How can Artificial Intelligence (AI) be used to make comprehensible decisions? This is the subject of a new project at the DWS group, which has received funding from the Federal Ministry of Education and Research (BMBF).

Knowledge graphs influence our lives on a daily basis and yet they are little known to the public. For example, if you ask a voice assistant for the weather forecast or search for movie recommendations on a streaming platform, they are often used in the background to generate the response. Knowledge graphs are a key aspect of artificial intelligence (AI) and generally describe a model that is used to search for and link information.

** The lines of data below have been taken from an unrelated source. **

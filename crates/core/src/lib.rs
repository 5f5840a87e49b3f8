// cmdharness Core - Command runner, domain types & ports
// NO process spawning backend, NO logging backend (hexagonal layout)

pub mod application;
pub mod config;
pub mod domain;
pub mod error;
pub mod port;

pub use application::CommandRunner;
pub use config::RunnerConfig;
pub use domain::{Argv, ChildExit, Redirect, Report, ReportKind, SourceLocation};
pub use error::{Result, RunError};

pub const VERSION: &str = env!("CARGO_PKG_VERSION");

The aim of the LAVA research project led by Prof. Dr. Heiko Paulheim is to automatically create and improve knowledge graphs that are built into AI. The project is conducted in collaboration with the Karlsruhe-based company medicalvalues GmbH, with whom the group has already been cooperating since 2023 in a project for the AI-based detection of diabetes. Medicalvalues specializes in AI solutions for medical diagnostics in laboratories and clinics. In contrast to film recommendations, for example, it is essential that the AI used is reliable and trustworthy.

The project goal of LAVA is a certified medical product that will make it easier for doctors to make quick and precise diagnoses in the future. In the case of a rare disease, for example, data such as X-ray images, blood values, and other relevant measurements are to be brought together and linked in an integrated manner with the help of a knowledge graph in order to make it easier for the doctor treating the patient to decide on further steps. Heiko Paulheim's team is contributing software modules that essentially consist of semi-automated knowledge graphs, which allow this knowledge graph to be kept up-to-date and error-free at all times.

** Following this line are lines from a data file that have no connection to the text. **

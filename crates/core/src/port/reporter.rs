// Reporter Port
// Fatal ("broken") and warning reporting, injected instead of global macros

use crate::domain::Report;

/// Reporter trait
///
/// `fatal` marks the current test as broken and runs `cleanup`. It may
/// return; callers treat the report as the end of the operation either way.
/// `warning` logs and returns.
///
/// Implementations:
/// - TracingReporter (infra-system): logs via tracing
/// - RecordingReporter: captures reports for assertions
pub trait Reporter: Send + Sync {
    fn fatal(&self, report: &Report, cleanup: Option<&dyn Fn()>);

    fn warning(&self, report: &Report);
}

// ============================================================================
// Mock Implementations for Testing
// ============================================================================

pub mod mocks {
    use super::*;
    use crate::domain::ReportKind;
    use std::sync::{Arc, Mutex};

    /// Reporter that records every report and runs cleanup on fatal ones
    #[derive(Default)]
    pub struct RecordingReporter {
        reports: Arc<Mutex<Vec<Report>>>,
    }

    impl RecordingReporter {
        pub fn new() -> Self {
            Self::default()
        }
        pub fn reports(&self) -> Vec<Report> {
            self.reports.lock().unwrap().clone()
        }
        pub fn fatal_reports(&self) -> Vec<Report> {
            self.of_kind(ReportKind::Broken)
        }
        pub fn warnings(&self) -> Vec<Report> {
            self.of_kind(ReportKind::Warn)
        }
        fn of_kind(&self, kind: ReportKind) -> Vec<Report> {
            self.reports
                .lock()
                .unwrap()
                .iter()
                .filter(|r| r.kind == kind)
                .cloned()
                .collect()
        }
    }

    impl Reporter for RecordingReporter {
        fn fatal(&self, report: &Report, cleanup: Option<&dyn Fn()>) {
            self.reports.lock().unwrap().push(report.clone());
            if let Some(cleanup) = cleanup {
                cleanup();
            }
        }

        fn warning(&self, report: &Report) {
            self.reports.lock().unwrap().push(report.clone());
        }
    }
}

The aim of the project is to provide reusable, well-documented components for white box AI. White-box AI refers to models that make it trans­parent how decisions are made – for example, by using knowledge graphs that are also understandable for humans. Users can therefore understand what data a decision is based on – unlike with black-box models such as Chat GPT, where it is not possible to understand the answers. „An AI is only trustworthy when humans have the final say in every decision and can intervene in the event of wrong decisions. – and not the machine. In medicalvalues, for example, it should be possible in future for the AI to suggest extensions to the knowledge graph. “In our knowledge graph, for example, every single link to these extensions was checked by medical staff and can be corrected if necessary,” Paulheim continues.

The LAVA project won out over 600 participants at a DATIpilot pitch in Darmstadt. The project will receive funding from the Federal Ministry of Education and Research (BMBF) totaling 125,300 euros for the next 18 months.

About DATIpilot
The BMBF's new DATIPilot funding line aims to promote innovation in conjunction with research. It is aimed at actors from science and society who want to realize trans­fer-oriented project ideas to tackle current social challenges. A total of 3,000 projects with a brief outline applied for the „Innovation Sprint“ module of the funding line, in which a concrete, creative trans­fer or innovation idea is developed. 600 of these submitted project ideas were classified as worthy of funding and invited to one of the pitch procedures taking place in eight cities across Germany – including Darmstadt. The project teams presenting there also acted as a jury and selected around 25 percent of the project ideas for funding.